SynK protein permits potassium flux, as revelaed by its expression in K⁺-uptake deficient E. coli strain LB2003.

A) SynK (Synechocystis sp. PCC 6803; gi:16331771) is characterized by selectivity filter sequence (bold characters) in pore region (brown characters) and by six predicted transmembrane segments (S1–S6 represented by different colours). ClustalW (1.83) alignments of SynK sequence with KvAP from Aeropyrum pernix (gi:14601099) and KvLm from Listeria monocytogenes (gi:16411529), two depolarization-activated prokaryotic potassium channels, is shown. “*” - identical residues in all aligned sequences; “:”–conserved and “.” - semi-conserved substitutions. Definition of S1–S6 segments in latter proteins is shown according to [19] and [20], in different colours. In SynK S1–S6 segments were defined according to secondary structure predictions (Porter, SPLIT4, TMHMM2 algorithms) and adjusted taking into account delimitation of α-helices as inferred from crystal structure of KvAP (according to [20]). Conserved residues, functional in Kv gating, are shaded grey.
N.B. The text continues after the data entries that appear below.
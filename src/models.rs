//! Data models for the registry auditor.
//!
//! This module contains the records flowing between the store, the
//! aggregator, the classifier and the report renderers.

use chrono::{DateTime, Utc};
use serde::{Deserialize, Serialize};
use std::collections::BTreeMap;
use std::fmt;

/// Source names recognised as IRR databases, in lookup order.
pub const DEFAULT_IRR_SOURCES: &[&str] = &[
    "afrinic", "altdb", "apnic", "arin", "bboi", "bell", "gt", "jpirr", "level3", "nttcom", "radb",
    "rgnet", "savvis", "tc", "ripe",
];

/// Severity of a prefix verdict.
#[derive(Debug, Clone, Copy, PartialEq, Eq, PartialOrd, Ord, Hash, Serialize, Deserialize)]
#[serde(rename_all = "lowercase")]
pub enum Severity {
    /// Registration matches what is announced
    Success,
    /// Inconsistent or stale registrations, nothing actively wrong
    Warning,
    /// Announced without a matching registration
    Danger,
}

impl fmt::Display for Severity {
    fn fmt(&self, f: &mut fmt::Formatter<'_>) -> fmt::Result {
        match self {
            Severity::Success => write!(f, "success"),
            Severity::Warning => write!(f, "warning"),
            Severity::Danger => write!(f, "danger"),
        }
    }
}

impl Severity {
    /// Returns an emoji representation of the severity.
    pub fn emoji(&self) -> &'static str {
        match self {
            Severity::Success => "🟢",
            Severity::Warning => "🟡",
            Severity::Danger => "🔴",
        }
    }
}

/// A single `(prefix, origin, source)` row as returned by the store.
///
/// `source` is either the BGP tag or the name of an IRR database.
#[derive(Debug, Clone, PartialEq, Eq, Serialize, Deserialize)]
pub struct RouteObservation {
    pub prefix: String,
    pub origin: u32,
    pub source: String,
}

impl RouteObservation {
    #[cfg(test)]
    pub fn new(prefix: impl Into<String>, origin: u32, source: impl Into<String>) -> Self {
        Self {
            prefix: prefix.into(),
            origin,
            source: source.into(),
        }
    }
}

/// The set of registries the classifier knows about.
///
/// Sources outside `known` still show up in reports but never contribute to
/// the origin sets used for classification.
#[derive(Debug, Clone, PartialEq, Eq, Serialize, Deserialize)]
pub struct IrrSources {
    /// Recognised IRR database names.
    pub known: Vec<String>,
    /// The registry that is authoritative for managed address space.
    pub authoritative: String,
    /// Source tag used by the store for BGP observations.
    pub bgp_tag: String,
}

impl Default for IrrSources {
    fn default() -> Self {
        Self {
            known: DEFAULT_IRR_SOURCES.iter().map(|s| s.to_string()).collect(),
            authoritative: "ripe".to_string(),
            bgp_tag: "bgp".to_string(),
        }
    }
}

impl IrrSources {
    pub fn new(known: Vec<String>, authoritative: impl Into<String>, bgp_tag: impl Into<String>) -> Self {
        Self {
            known,
            authoritative: authoritative.into(),
            bgp_tag: bgp_tag.into(),
        }
    }

    /// Whether `source` is one of the recognised IRR databases.
    pub fn is_known(&self, source: &str) -> bool {
        self.known.iter().any(|s| s == source)
    }
}

/// Verdict attached to a prefix after classification.
#[derive(Debug, Clone, PartialEq, Eq, Serialize, Deserialize)]
pub struct Advice {
    pub label: Severity,
    pub text: String,
}

/// Per-prefix aggregation of registry and BGP origins.
#[derive(Debug, Clone, Default, PartialEq, Eq, Serialize, Deserialize)]
pub struct PrefixRecord {
    /// IRR source name -> origins in row order, duplicates kept.
    pub irr_origins: BTreeMap<String, Vec<u32>>,
    /// Origins observed in BGP, in row order.
    pub bgp_origins: Vec<u32>,
    /// Whether the prefix lies in authoritatively managed space.
    pub managed: Option<bool>,
    /// Classification result.
    pub advice: Option<Advice>,
}

/// Rendered prefix entry, shaped for the JSON API.
///
/// Registry origins are flattened to top-level keys next to the verdict.
#[derive(Debug, Clone, PartialEq, Eq, Serialize, Deserialize)]
pub struct PrefixReportEntry {
    #[serde(flatten)]
    pub sources: BTreeMap<String, Vec<u32>>,
    #[serde(skip_serializing_if = "Option::is_none")]
    pub bgp: Option<Vec<u32>>,
    pub ripe_managed: bool,
    pub advice: String,
    pub label: Severity,
}

/// Presence maps for an AS number lookup.
#[derive(Debug, Clone, Default, PartialEq, Eq, Serialize, Deserialize)]
pub struct AsRecord {
    /// route -> source -> true
    pub prefixes: BTreeMap<String, BTreeMap<String, bool>>,
    /// macro -> source -> true
    pub macros: BTreeMap<String, BTreeMap<String, bool>>,
}

/// One AS-macro definition as held by a single registry.
#[derive(Debug, Clone, PartialEq, Eq, Serialize, Deserialize)]
pub struct MacroRecord {
    pub source: String,
    pub members: Vec<String>,
}

/// One row of a recursive AS-macro expansion.
#[derive(Debug, Clone, PartialEq, Eq, Serialize, Deserialize)]
pub struct MacroExpansionRecord {
    pub as_macro: String,
    pub source: String,
    pub depth: usize,
    /// Macro names traversed to reach `as_macro`, starting at the root.
    pub path: Vec<String>,
    pub members: Vec<String>,
}

/// Which report produced a result.
#[derive(Debug, Clone, Copy, PartialEq, Eq, Serialize, Deserialize)]
#[serde(rename_all = "snake_case")]
pub enum ReportKind {
    Prefix,
    ExactPrefix,
    AsNumber,
    AsMacro,
    AsMacroExpand,
}

impl fmt::Display for ReportKind {
    fn fmt(&self, f: &mut fmt::Formatter<'_>) -> fmt::Result {
        match self {
            ReportKind::Prefix => write!(f, "Prefix"),
            ReportKind::ExactPrefix => write!(f, "Exact prefix"),
            ReportKind::AsNumber => write!(f, "AS number"),
            ReportKind::AsMacro => write!(f, "AS macro"),
            ReportKind::AsMacroExpand => write!(f, "AS macro expansion"),
        }
    }
}

/// Metadata about a report run.
#[derive(Debug, Clone, Serialize, Deserialize)]
pub struct ReportMetadata {
    /// The query as entered.
    pub query: String,
    /// Report that answered the query.
    pub kind: ReportKind,
    /// When the report was generated.
    pub generated_at: DateTime<Utc>,
    /// Duration of the report in seconds.
    pub duration_seconds: f64,
}

/// Body of a finished report.
#[derive(Debug, Clone, Serialize, Deserialize)]
#[serde(untagged)]
pub enum ReportBody {
    Prefix(BTreeMap<String, PrefixReportEntry>),
    AsNumber(AsRecord),
    AsMacro(Vec<MacroRecord>),
    AsMacroExpand(Vec<MacroExpansionRecord>),
}

impl ReportBody {
    /// Highest severity carried by the report, if it carries any verdicts.
    pub fn worst_severity(&self) -> Option<Severity> {
        match self {
            ReportBody::Prefix(entries) => entries.values().map(|e| e.label).max(),
            _ => None,
        }
    }
}

/// A complete report: metadata plus body.
#[derive(Debug, Clone, Serialize, Deserialize)]
pub struct Report {
    pub metadata: ReportMetadata,
    pub body: ReportBody,
}
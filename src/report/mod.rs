//! Report building and rendering.

pub mod generator;
pub mod reporter;

pub use generator::{generate_json_report, generate_markdown_report};
pub use reporter::{run_report, ReportOptions};
//! irrxray - IRR vs BGP prefix consistency reports
//!
//! A CLI tool that compares route objects registered in the IRR databases
//! with the origins observed in BGP, and classifies every prefix.
//!
//! Exit codes:
//!   0 - Success (no verdicts above threshold, or no --fail-on set)
//!   1 - Runtime error (bad query, unreadable snapshot, nothing found, etc.)
//!   2 - Verdicts found at or above the --fail-on threshold

mod analysis;
mod cli;
mod config;
mod error;
mod models;
mod prefix;
mod query;
mod report;
mod store;

use anyhow::{Context, Result};
use cli::{Args, OutputFormat};
use config::{Config, CONFIG_FILE};
use models::{Report, ReportBody, Severity};
use query::SearchKey;
use report::ReportOptions;
use std::path::PathBuf;
use store::SnapshotStore;
use tracing::{debug, error, info};
use tracing_subscriber::FmtSubscriber;

fn main() -> Result<()> {
    // Parse command-line arguments
    let args = Args::parse_args();

    // Validate arguments
    if let Err(e) = args.validate() {
        eprintln!("Error: {}", e);
        std::process::exit(1);
    }

    // Handle --init-config early (no logging needed)
    if args.init_config {
        return handle_init_config();
    }

    match run(args) {
        Ok(exit_code) => {
            std::process::exit(exit_code);
        }
        Err(e) => {
            error!("Report failed: {:#}", e);
            eprintln!("\n❌ Error: {:#}", e);
            std::process::exit(1);
        }
    }
}

/// Handle --init-config: generate a default .irrxray.toml.
fn handle_init_config() -> Result<()> {
    let path = std::path::Path::new(CONFIG_FILE);

    if path.exists() {
        eprintln!("⚠️  {} already exists. Remove it first or edit it manually.", CONFIG_FILE);
        std::process::exit(1);
    }

    let content = Config::default_toml();
    std::fs::write(path, &content).with_context(|| format!("Failed to write {}", CONFIG_FILE))?;

    println!("✅ Created {} with default settings.", CONFIG_FILE);
    println!("   Edit it to customize registries, the snapshot path, and more.");
    Ok(())
}

/// Initialize logging. Logs go to stderr so reports can be piped.
fn init_logging(level: tracing::Level) {
    let subscriber = FmtSubscriber::builder()
        .with_max_level(level)
        .with_writer(std::io::stderr)
        .with_target(false)
        .with_thread_ids(false)
        .with_file(false)
        .with_line_number(false)
        .compact()
        .finish();

    if let Err(e) = tracing::subscriber::set_global_default(subscriber) {
        eprintln!("Failed to set tracing subscriber: {}", e);
    }
}

/// Run one report. Returns exit code (0 or 2).
fn run(args: Args) -> Result<i32> {
    // Load configuration
    let (mut config, config_path) = load_config(&args)?;
    config.merge_with_args(&args);
    config.validate()?;

    let level = if config.general.verbose && !args.quiet {
        tracing::Level::DEBUG
    } else {
        args.log_level()
    };
    init_logging(level);

    info!("irrxray v{}", env!("CARGO_PKG_VERSION"));
    debug!("Arguments: {:?}", args);
    match config_path {
        Some(path) => info!("Loaded config from: {}", path.display()),
        None => debug!("No config file found, using defaults"),
    }

    let query = args.query_text();
    let key = SearchKey::classify(query)?;
    debug!("Query {} classified as {:?}", query, key);

    let store = SnapshotStore::load(&config.store.snapshot)?
        .with_max_expand_depth(config.store.max_expand_depth);

    let options = ReportOptions {
        exact: args.exact,
        expand: args.expand,
        sources: config.irr_sources(),
    };
    let report = report::run_report(&store, &key, query, &options)?;

    let output = match args.format {
        OutputFormat::Json => report::generate_json_report(&report)?,
        OutputFormat::Markdown => report::generate_markdown_report(&report),
    };

    match config.general.output {
        Some(ref path) => {
            std::fs::write(path, &output)
                .with_context(|| format!("Failed to write report to {}", path.display()))?;
            print_summary(&report);
            eprintln!("\n✅ Report saved to: {}", path.display());
        }
        None => println!("{}", output),
    }

    // Check --fail-on threshold
    if let Some(fail_level) = args.fail_on {
        if let Some(worst) = report.body.worst_severity() {
            if worst >= fail_level.severity() {
                eprintln!(
                    "\n⛔ Prefixes found at or above {} severity. Failing (exit code 2).",
                    fail_level.severity()
                );
                return Ok(2);
            }
        }
    }

    Ok(0)
}

/// Print verdict counts for a prefix report.
fn print_summary(report: &Report) {
    if let ReportBody::Prefix(ref entries) = report.body {
        let count = |s: Severity| entries.values().filter(|e| e.label == s).count();

        eprintln!("\n📊 Report Summary:");
        eprintln!("   Prefixes: {}", entries.len());
        eprintln!(
            "   - {} Success: {} | {} Warning: {} | {} Danger: {}",
            Severity::Success.emoji(),
            count(Severity::Success),
            Severity::Warning.emoji(),
            count(Severity::Warning),
            Severity::Danger.emoji(),
            count(Severity::Danger),
        );
    }
    eprintln!("   Duration: {:.2}s", report.metadata.duration_seconds);
}

/// Load configuration from file or use defaults.
///
/// Also returns the path the configuration came from, if any.
fn load_config(args: &Args) -> Result<(Config, Option<PathBuf>)> {
    // Try explicit config path
    if let Some(ref config_path) = args.config {
        return Ok((Config::load(config_path)?, Some(config_path.clone())));
    }

    // Try default location
    match Config::load_default()? {
        Some(config) => Ok((config, Some(PathBuf::from(CONFIG_FILE)))),
        None => Ok((Config::default(), None)),
    }
}
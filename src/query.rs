//! Classification of free-form search input.

use crate::error::ReportError;
use crate::prefix::Prefix;

/// What a search string refers to.
#[derive(Debug, Clone, PartialEq, Eq)]
pub enum SearchKey {
    Prefix(Prefix),
    AsNumber(u32),
    AsMacro(String),
}

impl SearchKey {
    /// Decide whether `input` is an AS number, an AS-SET or a prefix.
    ///
    /// `64500` and `AS64500` are AS numbers. `AS-FOO` and hierarchical
    /// names such as `AS64500:AS-CUSTOMERS` are macros.
    pub fn classify(input: &str) -> Result<Self, ReportError> {
        let trimmed = input.trim();
        if trimmed.is_empty() {
            return Err(ReportError::InvalidArgument("empty search string".to_string()));
        }

        let upper = trimmed.to_ascii_uppercase();
        if upper.starts_with("AS-") || upper.contains(":AS-") {
            return Ok(SearchKey::AsMacro(upper));
        }

        let digits = upper.strip_prefix("AS").unwrap_or(&upper);
        if !digits.is_empty() && digits.bytes().all(|b| b.is_ascii_digit()) {
            return parse_as_number(digits).map(SearchKey::AsNumber);
        }

        match Prefix::parse(trimmed) {
            Ok(prefix) => Ok(SearchKey::Prefix(prefix)),
            Err(_) => Err(ReportError::InvalidArgument(format!(
                "{} is not a prefix, AS number or AS-SET",
                trimmed
            ))),
        }
    }
}

/// Parse a plain AS number.
pub fn parse_as_number(input: &str) -> Result<u32, ReportError> {
    let trimmed = input.trim();
    if trimmed.is_empty() || !trimmed.bytes().all(|b| b.is_ascii_digit()) {
        return Err(ReportError::InvalidArgument(format!(
            "Invalid argument provided for as number: {}",
            input
        )));
    }
    trimmed.parse::<u32>().map_err(|_| {
        ReportError::InvalidArgument(format!("AS number out of range: {}", input))
    })
}
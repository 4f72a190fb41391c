//! Error types for reports and the route store.

use thiserror::Error;

/// Failures talking to the route store.
#[derive(Debug, Error)]
pub enum StoreError {
    #[error("failed to read snapshot {path}: {source}")]
    Io {
        path: String,
        #[source]
        source: std::io::Error,
    },

    #[error("failed to parse snapshot: {0}")]
    Parse(#[from] serde_json::Error),

    #[error("malformed store data: {0}")]
    Malformed(String),
}

/// Errors surfaced by the reporters.
#[derive(Debug, Error)]
pub enum ReportError {
    #[error("invalid argument: {0}")]
    InvalidArgument(String),

    #[error("could not parse {0} as ip address or prefix")]
    InvalidPrefix(String),

    #[error("no prefix found for {0}")]
    NotFound(String),

    #[error("route store query failed: {0}")]
    Upstream(#[from] StoreError),
}
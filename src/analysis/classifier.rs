//! Prefix consistency classification.
//!
//! Turns an aggregated [`PrefixRecord`] plus its managed flag into a
//! [`Verdict`]. The decision table is evaluated top-down within the managed
//! or unmanaged branch; the first matching row wins.
//!
//! | managed | authoritative entry        | condition                               | verdict                        |
//! |---------|----------------------------|-----------------------------------------|--------------------------------|
//! | yes     | yes, BGP origin matches it | single origin anywhere, none foreign    | `Perfect`                      |
//! | yes     | yes, BGP origin matches it | origin equals the foreign origin set    | `ForeignOrProxyObjects`        |
//! | yes     | yes, BGP origin matches it | origin among foreign origins            | `ForeignObjects`               |
//! | yes     | yes, BGP origin matches it | otherwise                               | `MultipleAuthoritativeEntries` |
//! | yes     | yes                        | BGP origin set, registry data exists    | `WrongOrigin`                  |
//! | yes     | yes                        | not in BGP                              | `NotInBgp`                     |
//! | yes     | no                         | BGP origin set                          | `NotRegisteredAuthoritative`   |
//! | yes     | no                         | not in BGP                              | `ForeignOnly`                  |
//! | no      | -                          | origin anywhere, one origin anywhere    | `ConsistentSingleObject`       |
//! | no      | -                          | origin anywhere, several origins        | `ConflictingObjects`           |
//! | no      | -                          | origin nowhere                          | `NoMatchingObject`             |
//! | no      | -                          | not in BGP                              | `NotInBgp`                     |

use crate::models::{Advice, IrrSources, PrefixRecord, Severity};
use serde::{Deserialize, Serialize};
use std::collections::BTreeSet;
use tracing::warn;

/// More distinct BGP origins than this is reported as a diagnostic.
pub const MULTI_ORIGIN_THRESHOLD: usize = 2;

/// Origin sets derived from the known registries.
#[derive(Debug, Clone, Default, PartialEq, Eq)]
pub struct OriginSets {
    /// Every origin registered in any known registry.
    pub anywhere: BTreeSet<u32>,
    /// Same, without the authoritative registry.
    pub anywhere_not_authoritative: BTreeSet<u32>,
}

impl OriginSets {
    /// Build the sets, skipping sources that are not known registries.
    pub fn compute(record: &PrefixRecord, sources: &IrrSources) -> Self {
        let mut sets = Self::default();

        for db in &sources.known {
            let Some(origins) = record.irr_origins.get(db) else {
                continue;
            };
            sets.anywhere.extend(origins.iter().copied());
            if *db != sources.authoritative {
                sets.anywhere_not_authoritative.extend(origins.iter().copied());
            }
        }

        sets
    }
}

/// The BGP origin picked to represent a prefix.
#[derive(Debug, Clone, Default, PartialEq, Eq)]
pub struct OriginSelection {
    /// Numerically smallest distinct origin, `None` when not seen in BGP.
    pub representative: Option<u32>,
    /// All distinct origins observed.
    pub observed: BTreeSet<u32>,
}

impl OriginSelection {
    pub fn is_multi_origin(&self) -> bool {
        self.observed.len() > MULTI_ORIGIN_THRESHOLD
    }
}

/// Pick one representative BGP origin.
pub fn select_bgp_origin(bgp_origins: &[u32]) -> OriginSelection {
    let observed: BTreeSet<u32> = bgp_origins.iter().copied().collect();
    OriginSelection {
        representative: observed.first().copied(),
        observed,
    }
}

/// Outcome of classifying one prefix.
#[derive(Debug, Clone, Copy, PartialEq, Eq, Hash, Serialize, Deserialize)]
#[serde(rename_all = "snake_case")]
pub enum Verdict {
    Perfect,
    ForeignOrProxyObjects,
    ForeignObjects,
    MultipleAuthoritativeEntries,
    WrongOrigin,
    NotInBgp,
    NotRegisteredAuthoritative,
    ForeignOnly,
    ConsistentSingleObject,
    ConflictingObjects,
    NoMatchingObject,
}

impl Verdict {
    #[cfg(test)]
    pub const ALL: [Verdict; 11] = [
        Verdict::Perfect,
        Verdict::ForeignOrProxyObjects,
        Verdict::ForeignObjects,
        Verdict::MultipleAuthoritativeEntries,
        Verdict::WrongOrigin,
        Verdict::NotInBgp,
        Verdict::NotRegisteredAuthoritative,
        Verdict::ForeignOnly,
        Verdict::ConsistentSingleObject,
        Verdict::ConflictingObjects,
        Verdict::NoMatchingObject,
    ];

    pub fn label(&self) -> Severity {
        match self {
            Verdict::Perfect
            | Verdict::MultipleAuthoritativeEntries
            | Verdict::ConsistentSingleObject => Severity::Success,
            Verdict::ForeignOrProxyObjects
            | Verdict::ForeignObjects
            | Verdict::NotInBgp
            | Verdict::ForeignOnly
            | Verdict::ConflictingObjects => Severity::Warning,
            Verdict::WrongOrigin
            | Verdict::NotRegisteredAuthoritative
            | Verdict::NoMatchingObject => Severity::Danger,
        }
    }

    pub fn text(&self) -> &'static str {
        match self {
            Verdict::Perfect => "Perfect",
            Verdict::ForeignOrProxyObjects => {
                "Proper RIPE object, but foreign or proxy objects also exist"
            }
            Verdict::ForeignObjects => {
                "Proper RIPE object, but foreign objects also exist; consider removing"
            }
            Verdict::MultipleAuthoritativeEntries => {
                "Looks good, but multiple entries exist in registry"
            }
            Verdict::WrongOrigin => {
                "Prefix is in the global routing table but registered with the wrong origin"
            }
            Verdict::NotInBgp => {
                "Not seen in BGP, but (legacy) route objects exist; consider clean-up"
            }
            Verdict::NotRegisteredAuthoritative => {
                "Prefix is in the global routing table but NOT registered with the authoritative registry"
            }
            Verdict::ForeignOnly => {
                "Route objects exist only in foreign registries; consider migrating"
            }
            Verdict::ConsistentSingleObject => {
                "Looks good: BGP origin consistent with the single route object"
            }
            Verdict::ConflictingObjects => "Multiple route objects exist with different origins",
            Verdict::NoMatchingObject => {
                "Prefix is in the global routing table, but no route object anywhere has the matching origin"
            }
        }
    }
}

impl From<Verdict> for Advice {
    fn from(verdict: Verdict) -> Self {
        Advice {
            label: verdict.label(),
            text: verdict.text().to_string(),
        }
    }
}

/// Classify one prefix.
pub fn classify(record: &PrefixRecord, managed: bool, sources: &IrrSources) -> Verdict {
    let sets = OriginSets::compute(record, sources);
    let selection = select_bgp_origin(&record.bgp_origins);

    if selection.is_multi_origin() {
        warn!(
            "Multiple BGP origins {:?}, using only {:?}",
            selection.observed, selection.representative
        );
    }

    let origin = selection.representative;
    let authoritative = record.irr_origins.get(&sources.authoritative);

    if managed {
        classify_managed(origin, authoritative.map(Vec::as_slice), record, &sets)
    } else {
        classify_unmanaged(origin, &sets)
    }
}

fn classify_managed(
    origin: Option<u32>,
    authoritative: Option<&[u32]>,
    record: &PrefixRecord,
    sets: &OriginSets,
) -> Verdict {
    let Some(registered) = authoritative else {
        return match origin {
            Some(_) => Verdict::NotRegisteredAuthoritative,
            None => Verdict::ForeignOnly,
        };
    };

    match origin {
        Some(o) if registered.contains(&o) => {
            let foreign = &sets.anywhere_not_authoritative;
            if sets.anywhere.len() == 1 && !foreign.contains(&o) {
                Verdict::Perfect
            } else if origin_equals_origin_set(o, foreign) {
                Verdict::ForeignOrProxyObjects
            } else if foreign.contains(&o) {
                Verdict::ForeignObjects
            } else {
                Verdict::MultipleAuthoritativeEntries
            }
        }
        Some(_) if !record.irr_origins.is_empty() => Verdict::WrongOrigin,
        _ => Verdict::NotInBgp,
    }
}

fn classify_unmanaged(origin: Option<u32>, sets: &OriginSets) -> Verdict {
    match origin {
        Some(o) if sets.anywhere.contains(&o) => {
            if sets.anywhere.len() == 1 {
                Verdict::ConsistentSingleObject
            } else {
                Verdict::ConflictingObjects
            }
        }
        Some(_) => Verdict::NoMatchingObject,
        None => Verdict::NotInBgp,
    }
}

/// A single origin compared against a set of origins. The two are never
/// equal, so `ForeignOrProxyObjects` is currently unreachable.
fn origin_equals_origin_set(_origin: u32, _set: &BTreeSet<u32>) -> bool {
    false
}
Please note the presence of some of the highly conserved residues in the sensor sequence of Kv channels, such as K63 in S2 and P86 in S3 in SynK. Polar residues (S and Q) in S4 are shaded yellow. B) Complementation growth test of E. coli LB2003 cells by SynK. E. coli LB2003 was transformed with plasmid harbouring pPAB404-SynK or empty vector. KAT1, an Arabidopsis K channel, was also included as a positive control. Transformants were grown on media supplemented with different concentration of KCl. C) Potassium uptake by K⁺-depleted E.coli containing SynK or empty vector. Net K⁺ uptake by SynK-expressing E. coli LB2003 cells and control cells harbouring empty vector were measured at 20 mM KCl. Data are averages ±SD of results from four independent experiments.